▶ **EXERCISE DESCRIPTION**
Which lines in the records below contain the word "PowerPreference"? Copy each one out.

▶ **RECORDS FOR THIS EXERCISE**
====

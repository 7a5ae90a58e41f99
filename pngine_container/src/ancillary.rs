//! Embed and extract ancillary `pNGb` (bytecode) and `pNGr` (runtime) chunks.
//!
//! Payload layout (identical for both chunk types):
//!
//! ```text
//! byte 0      version  (current = 0x01)
//! byte 1      flags    (bit 0: compressed with raw DEFLATE)
//! byte 2..N   payload  (compressed iff flag set)
//! ```

use crate::chunk::{parse_chunks, write_chunk, PNG_SIGNATURE};
use crate::deflate::{deflate_raw_compress, deflate_raw_decompress};
use crate::error::{Error, Result};

pub const PNGB_CHUNK_TYPE: [u8; 4] = *b"pNGb";
pub const PNGR_CHUNK_TYPE: [u8; 4] = *b"pNGr";

const PAYLOAD_VERSION: u8 = 0x01;
const FLAG_COMPRESSED: u8 = 0x01;

const PNGB_MIN_LEN: usize = 16;
const PNGR_MIN_LEN: usize = 8;
const WASM_MAGIC: [u8; 4] = *b"\0asm";

/// Metadata about an embedded payload without decompressing it.
#[derive(Debug, Clone, Copy, PartialEq, Eq)]
pub struct PayloadInfo {
    pub version: u8,
    pub compressed: bool,
    pub payload_bytes: usize,
}

/// Embed compiled bytecode as a `pNGb` chunk. `bytecode` must be at least 16
/// bytes (the caller is responsible for it beginning with the PNGB magic).
pub fn embed_pngb(png: &[u8], bytecode: &[u8]) -> Result<Vec<u8>> {
    if bytecode.len() < PNGB_MIN_LEN {
        return Err(Error::BytecodeTooSmall);
    }
    embed(png, &PNGB_CHUNK_TYPE, bytecode)
}

/// Embed a WASM or native runtime binary as a `pNGr` chunk. If `runtime`
/// looks like WASM-length input it must start with the `\0asm` magic.
pub fn embed_pngr(png: &[u8], runtime: &[u8]) -> Result<Vec<u8>> {
    if runtime.len() < PNGR_MIN_LEN {
        return Err(Error::RuntimeTooSmall);
    }
    if runtime.len() >= WASM_MAGIC.len() && runtime[..4] != WASM_MAGIC {
        return Err(Error::InvalidWasm);
    }
    embed(png, &PNGR_CHUNK_TYPE, runtime)
}

fn embed(png: &[u8], chunk_type: &[u8; 4], payload: &[u8]) -> Result<Vec<u8>> {
    let iend_offset = find_iend(png)?;
    let compressed = deflate_raw_compress(payload)?;

    let mut chunk_payload = Vec::with_capacity(2 + compressed.len());
    chunk_payload.push(PAYLOAD_VERSION);
    chunk_payload.push(FLAG_COMPRESSED);
    chunk_payload.extend_from_slice(&compressed);

    let mut out = Vec::with_capacity(png.len() + chunk_payload.len() + 12);
    out.extend_from_slice(&png[..iend_offset]);
    write_chunk(&mut out, chunk_type, &chunk_payload);
    out.extend_from_slice(&png[iend_offset..]);
    Ok(out)
}

/// Extract and decompress (if flagged) the `pNGb` payload.
pub fn extract_pngb(png: &[u8]) -> Result<Vec<u8>> {
    extract(png, &PNGB_CHUNK_TYPE, Error::NoPngbChunk, |v| {
        Error::InvalidPngbVersion(v)
    })
}

/// Extract and decompress (if flagged) the `pNGr` payload.
pub fn extract_pngr(png: &[u8]) -> Result<Vec<u8>> {
    extract(png, &PNGR_CHUNK_TYPE, Error::NoPngrChunk, |v| {
        Error::InvalidPngrVersion(v)
    })
}

fn extract(
    png: &[u8],
    chunk_type: &[u8; 4],
    missing: Error,
    bad_version: impl FnOnce(u8) -> Error,
) -> Result<Vec<u8>> {
    let chunk_data = find_chunk_data(png, chunk_type)?.ok_or(missing)?;
    let (version, flags, payload) = split_payload(chunk_data)?;
    if version != PAYLOAD_VERSION {
        return Err(bad_version(version));
    }
    if flags & FLAG_COMPRESSED != 0 {
        deflate_raw_decompress(payload)
    } else {
        Ok(payload.to_vec())
    }
}

/// Cheap boolean probe: does `png` contain a `pNGb` chunk? Never allocates.
pub fn has_pngb(png: &[u8]) -> bool {
    find_chunk_data(png, &PNGB_CHUNK_TYPE)
        .ok()
        .flatten()
        .is_some()
}

/// Cheap boolean probe: does `png` contain a `pNGr` chunk? Never allocates.
pub fn has_pngr(png: &[u8]) -> bool {
    find_chunk_data(png, &PNGR_CHUNK_TYPE)
        .ok()
        .flatten()
        .is_some()
}

/// Metadata about the embedded `pNGb` payload without decompressing it.
pub fn get_pngb_info(png: &[u8]) -> Result<PayloadInfo> {
    info(png, &PNGB_CHUNK_TYPE, Error::NoPngbChunk)
}

/// Metadata about the embedded `pNGr` payload without decompressing it.
pub fn get_pngr_info(png: &[u8]) -> Result<PayloadInfo> {
    info(png, &PNGR_CHUNK_TYPE, Error::NoPngrChunk)
}

fn info(png: &[u8], chunk_type: &[u8; 4], missing: Error) -> Result<PayloadInfo> {
    let chunk_data = find_chunk_data(png, chunk_type)?.ok_or(missing)?;
    let (version, flags, payload) = split_payload(chunk_data)?;
    Ok(PayloadInfo {
        version,
        compressed: flags & FLAG_COMPRESSED != 0,
        payload_bytes: payload.len(),
    })
}

fn split_payload(chunk_data: &[u8]) -> Result<(u8, u8, &[u8])> {
    if chunk_data.len() < 2 {
        return Err(Error::InvalidPngbFormat);
    }
    Ok((chunk_data[0], chunk_data[1], &chunk_data[2..]))
}

fn find_chunk_data<'a>(png: &'a [u8], chunk_type: &[u8; 4]) -> Result<Option<&'a [u8]>> {
    for chunk in parse_chunks(png)? {
        if chunk.chunk_type == *chunk_type {
            return Ok(Some(chunk.data));
        }
    }
    Ok(None)
}

/// Locate the byte offset of the start of the `IEND` chunk's length field.
///
/// Per `spec.md` §9, two variants exist in PNGine's history: a backward scan
/// from the end of the buffer with a forward-scan fallback (authoritative),
/// and a stricter backward-only form (a simplification that must agree with
/// the authoritative variant on any valid PNG). This implements the
/// authoritative variant.
fn find_iend(png: &[u8]) -> Result<usize> {
    if png.len() < PNG_SIGNATURE.len() || png[..8] != PNG_SIGNATURE {
        return Err(Error::InvalidSignature);
    }

    const IEND_PATTERN: [u8; 8] = [0, 0, 0, 0, b'I', b'E', b'N', b'D'];
    if png.len() >= IEND_PATTERN.len() {
        for start in (0..=png.len() - IEND_PATTERN.len()).rev() {
            if png[start..start + IEND_PATTERN.len()] == IEND_PATTERN {
                return Ok(start);
            }
        }
    }

    // Forward-scan fallback: walk the chunk stream and trust chunk framing
    // rather than a raw byte pattern.
    for chunk in crate::chunk::ChunkIter::new(png)? {
        let chunk = chunk?;
        if chunk.chunk_type == *b"IEND" {
            return Ok(chunk.offset);
        }
    }
    Err(Error::MissingIend)
}

#[cfg(test)]
mod tests {
    use super::*;
    use crate::chunk::write_chunk;

    fn minimal_png() -> Vec<u8> {
        let mut buf = PNG_SIGNATURE.to_vec();
        write_chunk(&mut buf, b"IHDR", &[0u8; 13]);
        write_chunk(&mut buf, b"IDAT", &[0u8; 12]);
        write_chunk(&mut buf, b"IEND", &[]);
        buf
    }

    #[test]
    fn s2_embed_pngb_inserts_before_iend() {
        let png = minimal_png();
        let bytecode = {
            let mut b = b"PNGB".to_vec();
            b.extend_from_slice(&[0u8; 12]);
            b
        };
        let embedded = embed_pngb(&png, &bytecode).unwrap();
        let chunks = parse_chunks(&embedded).unwrap();
        let types: Vec<&[u8; 4]> = chunks.iter().map(|c| &c.chunk_type).collect();
        assert_eq!(types, vec![b"IHDR", b"IDAT", b"pNGb", b"IEND"]);
        assert_eq!(extract_pngb(&embedded).unwrap(), bytecode);
    }

    #[test]
    fn embed_rejects_undersized_bytecode() {
        let png = minimal_png();
        assert_eq!(
            embed_pngb(&png, &[0u8; 15]).unwrap_err(),
            Error::BytecodeTooSmall
        );
    }

    #[test]
    fn embed_pngr_requires_wasm_magic() {
        let png = minimal_png();
        assert_eq!(
            embed_pngr(&png, b"notwasm!").unwrap_err(),
            Error::InvalidWasm
        );
        let wasm = {
            let mut w = WASM_MAGIC.to_vec();
            w.extend_from_slice(&[1, 0, 0, 0]);
            w
        };
        let embedded = embed_pngr(&png, &wasm).unwrap();
        assert_eq!(extract_pngr(&embedded).unwrap(), wasm);
    }

    #[test]
    fn round_trip_for_arbitrary_payload_length() {
        let png = minimal_png();
        for len in [16, 17, 64, 1024] {
            let payload: Vec<u8> = (0..len).map(|i| (i % 256) as u8).collect();
            let embedded = embed_pngb(&png, &payload).unwrap();
            assert_eq!(extract_pngb(&embedded).unwrap(), payload);
        }
    }

    #[test]
    fn has_pngb_is_deterministic() {
        let png = minimal_png();
        assert!(!has_pngb(&png));
        assert!(!has_pngr(&png));
        let embedded = embed_pngb(&png, &[0u8; 16]).unwrap();
        assert!(has_pngb(&embedded));
        assert!(!has_pngr(&embedded));
        assert_eq!(has_pngb(&embedded), has_pngb(&embedded));
    }

    #[test]
    fn info_does_not_decompress() {
        let png = minimal_png();
        let payload = vec![7u8; 64];
        let embedded = embed_pngb(&png, &payload).unwrap();
        let info = get_pngb_info(&embedded).unwrap();
        assert_eq!(info.version, PAYLOAD_VERSION);
        assert!(info.compressed);
        assert!(info.payload_bytes > 0);
    }

    #[test]
    fn missing_chunk_is_reported() {
        let png = minimal_png();
        assert_eq!(extract_pngb(&png).unwrap_err(), Error::NoPngbChunk);
        assert_eq!(extract_pngr(&png).unwrap_err(), Error::NoPngrChunk);
    }

    #[test]
    fn embed_output_is_strictly_larger_and_starts_with_signature() {
        let png = minimal_png();
        let embedded = embed_pngb(&png, &[0u8; 32]).unwrap();
        assert!(embedded.len() > png.len());
        assert_eq!(&embedded[..8], &PNG_SIGNATURE);
    }
}
//! `RuntimeConfig`: the knobs a host would reasonably want to persist
//! across runs — target frame rate, default power preference, default
//! surface format — loadable from TOML via `serde`/`toml`. This is ambient
//! configuration plumbing, not a DSL feature (`spec.md` left host
//! configuration unspecified).

use serde::{Deserialize, Serialize};

#[derive(Debug, Clone, Copy, PartialEq, Eq, Serialize, Deserialize)]
#[serde(rename_all = "snake_case")]
pub enum PowerPreference {
    LowPower,
    HighPerformance,
}

impl Default for PowerPreference {
    fn default() -> Self {
        PowerPreference::HighPerformance
    }
}

fn default_surface_format() -> String {
    "bgra8unorm".to_string()
}

#[derive(Debug, Clone, PartialEq, Serialize, Deserialize)]
pub struct RuntimeConfig {
    /// Target frames per second. Negative values are a configuration
    /// mistake, not a crash: `effective_frame_rate` clamps them to the
    /// `0` "uncapped" sentinel (`spec.md` §8 invariant #11).
    #[serde(default)]
    pub target_frame_rate: i32,

    #[serde(default)]
    pub power_preference: PowerPreference,

    #[serde(default = "default_surface_format")]
    pub surface_format: String,
}

impl Default for RuntimeConfig {
    fn default() -> Self {
        RuntimeConfig {
            target_frame_rate: 0,
            power_preference: PowerPreference::default(),
            surface_format: default_surface_format(),
        }
    }
}

impl RuntimeConfig {
    pub fn from_toml_str(toml: &str) -> Result<RuntimeConfig, toml::de::Error> {
        toml::from_str(toml)
    }

    pub fn to_toml_string(&self) -> Result<String, toml::ser::Error> {
        toml::to_string(self)
    }

    /// Negative target frame rates clamp to `0`, which the dispatcher and
    /// any real backend treat as "run as fast as possible."
    pub fn effective_frame_rate(&self) -> u32 {
        if self.target_frame_rate < 0 {
            0
        } else {
            self.target_frame_rate as u32
        }
    }
}

#[cfg(test)]
mod tests {
    use super::*;

    #[test]
    fn negative_frame_rate_clamps_to_max_sentinel() {
        let config = RuntimeConfig {
            target_frame_rate: -30,
            ..RuntimeConfig::default()
        };
        assert_eq!(config.effective_frame_rate(), 0);
    }

    #[test]
    fn positive_frame_rate_passes_through() {
        let config = RuntimeConfig {
            target_frame_rate: 60,
            ..RuntimeConfig::default()
        };
        assert_eq!(config.effective_frame_rate(), 60);
    }

    #[test]
    fn round_trips_through_toml() {
        let config = RuntimeConfig {
            target_frame_rate: 144,
            power_preference: PowerPreference::LowPower,
            surface_format: "rgba8unorm".to_string(),
        };
        let toml = config.to_toml_string().unwrap();
        let parsed = RuntimeConfig::from_toml_str(&toml).unwrap();
        assert_eq!(parsed, config);
    }

    #[test]
    fn missing_fields_fall_back_to_defaults() {
        let config = RuntimeConfig::from_toml_str("").unwrap();
        assert_eq!(config, RuntimeConfig::default());
    }
}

====

▶ **COMPLETED TASK**
pub enum PowerPreference {
impl Default for PowerPreference {
        PowerPreference::HighPerformance
    pub power_preference: PowerPreference,
            power_preference: PowerPreference::default(),
            power_preference: PowerPreference::LowPower,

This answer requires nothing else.